Ainda, currículos escolares voltados à integralidade e predomínio da atenção primária, que se desenrolam em cenários de prática de sistemas municipais de saúde com cultura hierarquizada, hospitalocêntrica e biomédica, terão dificuldade em ser implementados de forma a favorecer a aprendizagem significativa.
Acreditamos que muitos dos profissionais da Educação Médica no Brasil encontram-se em uma zona de transição entre paradigmas, no caminho para a ultrapassagem, e este movimento é fundamental para a atuação profissional saudável e eficiente no século XXI. A armadilha que todos devemos evitar é a “paralisia de paradigma” ou “doença fatal de certeza”, quando cristalizamos um paradigma, que se torna o único modo de ver e atuar no mundo10 .
A alvorada
Atendendo ao intuito deste artigo de propor um olhar sobre conceitos e práticas no mundo em transição paradigmática, a Figura 2 “resgata e integra a ciência tradicional, porém tendo agora um novo olhar sobre ela”10 .
O que se propõe aqui é que, para compreender plenamente os conceitos e executar com excelência as práticas do Paradigma Sistêmico, exige-se que a pessoa tenha feito a ultrapassagem paradigmática e enxergue o mundo com a lente sistêmica. Por outro lado, no momento histórico atual, para compreender e atuar nos processos e práticas delimitados pelo Paradigma Newton-Cartesiano, essa exigência não é requerida. Entretanto, pessoas que tenham feito a ultrapassagem atuarão nesses lugares tendo uma nova postura epistemológica.
Por enquanto, no ano de 2019, quando se escreve este artigo, a formação em Medicina no Brasil enfrenta seu próprio processo de transição, recheado de conflitos e insatisfações, mas também alegrias e esperança. Com intenção de contribuir com as inquietações e diminuir angústias, o sujeito envolvido com educação Médica, seja ele estudante, docente, dirigente da Instituição de Ensino Superior ou trabalhador do sistema de saúde, poderá observar o que propusemos na Figura 2 e se perguntar onde e como ele se encaixa neste alvorecer.

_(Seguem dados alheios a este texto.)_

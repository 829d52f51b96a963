// SPDX-FileCopyrightText: 2026 Courier Contributors
// SPDX-License-Identifier: MIT OR Apache-2.0

//! The single send-attempt primitive every retry discipline funnels through.

use std::time::Duration;

use courier_core::types::{CreatedItem, StatusClass, classify_status};
use courier_core::{ContentItem, CourierError, Transport};
use tracing::debug;

/// Create-post endpoint of the retrying strategy.
pub const RETRY_PATH: &str = "/level2/tweets";

/// Request header carrying the per-submission idempotency token.
pub const IDEMPOTENCY_HEADER: &str = "Idempotency-Key";

/// How one request ended.
#[derive(Debug)]
pub enum AttemptOutcome {
    Success(ContentItem),
    /// Worth retrying. `retry_after` is the server's `Retry-After`, if sent.
    Transient {
        error: CourierError,
        retry_after: Option<Duration>,
    },
    Terminal(CourierError),
}

/// Sends one create request and classifies the result.
///
/// 2xx (including a 200 idempotent replay) is success; 5xx, 429 and
/// connectivity or timeout failures are transient; anything else is terminal.
pub async fn send_attempt(
    transport: &dyn Transport,
    text: &str,
    idempotency_key: Option<&str>,
) -> AttemptOutcome {
    let body = serde_json::json!({ "text": text });
    let headers: Vec<(String, String)> = idempotency_key
        .map(|key| vec![(IDEMPOTENCY_HEADER.to_string(), key.to_string())])
        .unwrap_or_default();

    let response = match transport.post_json_raw(RETRY_PATH, &body, &headers).await {
        Ok(response) => response,
        Err(error) if error.is_transient() => {
            return AttemptOutcome::Transient {
                error,
                retry_after: None,
            };
        }
        Err(error) => return AttemptOutcome::Terminal(error),
    };

    debug!(status = response.status, "attempt response");
    match classify_status(response.status) {
        StatusClass::Success => match response.json::<CreatedItem>() {
            Ok(created) => AttemptOutcome::Success(created.tweet),
            Err(error) => AttemptOutcome::Terminal(error),
        },
        StatusClass::Transient => {
            let retry_after = response.header("retry-after").and_then(parse_retry_after);
            AttemptOutcome::Transient {
                error: CourierError::Http {
                    status: response.status,
                    body: response.text(),
                },
                retry_after,
            }
        }
        StatusClass::Terminal => AttemptOutcome::Terminal(CourierError::Http {
            status: response.status,
            body: response.text(),
        }),
    }
}

/// Parses a delta-seconds `Retry-After` value. HTTP-date values are ignored.
pub fn parse_retry_after(value: &str) -> Option<Duration> {
    value.trim().parse::<u64>().ok().map(Duration::from_secs)
}
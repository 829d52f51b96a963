// SPDX-FileCopyrightText: 2026 Courier Contributors
// SPDX-License-Identifier: MIT OR Apache-2.0

//! Fixed-size slicing of the local payload.

use std::io::SeekFrom;
use std::path::Path;

use courier_core::CourierError;
use tokio::fs::File;
use tokio::io::{AsyncReadExt, AsyncSeekExt};

/// One slice of the payload.
#[derive(Debug, Clone, PartialEq, Eq)]
pub struct Chunk {
    pub offset: u64,
    pub data: Vec<u8>,
}

impl Chunk {
    pub fn end(&self) -> u64 {
        self.offset + self.data.len() as u64
    }
}

/// Reads the payload in `chunk_size` slices from an arbitrary offset.
pub struct ChunkReader {
    file: File,
    chunk_size: usize,
    file_size: u64,
}

impl ChunkReader {
    /// Opens `path`. A missing or empty payload is a validation error.
    pub async fn open(path: &Path, chunk_size: usize) -> Result<Self, CourierError> {
        let file = File::open(path).await.map_err(|e| {
            CourierError::Validation(format!("cannot open media {}: {e}", path.display()))
        })?;
        let file_size = file.metadata().await?.len();
        if file_size == 0 {
            return Err(CourierError::Validation(format!(
                "media {} is empty",
                path.display()
            )));
        }
        Ok(Self {
            file,
            chunk_size: chunk_size.max(1),
            file_size,
        })
    }

    pub fn file_size(&self) -> u64 {
        self.file_size
    }

    /// Reads the chunk starting at `offset`; the last one may be short.
    /// Returns `None` at or past the end.
    pub async fn chunk_at(&mut self, offset: u64) -> Result<Option<Chunk>, CourierError> {
        let remaining = self.file_size.saturating_sub(offset);
        if remaining == 0 {
            return Ok(None);
        }
        let len = remaining.min(self.chunk_size as u64) as usize;

        self.file.seek(SeekFrom::Start(offset)).await?;
        let mut data = vec![0u8; len];
        self.file.read_exact(&mut data).await?;
        Ok(Some(Chunk { offset, data }))
    }
}
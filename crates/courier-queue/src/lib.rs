// SPDX-FileCopyrightText: 2026 Courier Contributors
// SPDX-License-Identifier: MIT OR Apache-2.0

//! Durable delivery for Courier.
//!
//! Posts are persisted as jobs in SQLite and delivered by one background
//! drain loop. Jobs interrupted by a crash are recovered at startup.

pub mod queue;

pub use queue::{JobOutcome, JobQueue, QUEUE_PATH};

O estudo da evolução histórica da ciência revela o estabelecimento dos padrões que governam a forma como a humanidade enxerga e se posiciona no mundo, mas a maior parte das pessoas vive sem ter consciência de como paradigmas determinam sua vida. O brevíssimo relato levado a cabo neste artigo apresenta ao leitor elementos da história que lhe permitam compreender o mundo atual e sua posição nele.
A partir da reflexão gerada por este artigo, espera-se que o leitor identifique o paradigma dominante em sua vida e seu posicionamento no contexto da transição paradigmática, compreenda os conflitos que enfrenta no seu trabalho e na sua vida, e se permita uma reorientação de rota, com vistas a viver melhor e atuar de forma mais coerente e saudável no mundo.
Finalmente, chegará o tempo em que a maioria das pessoas terá feito a transição e o paradigma hoje emergente será hegemônico, para depois ser substituído por outro.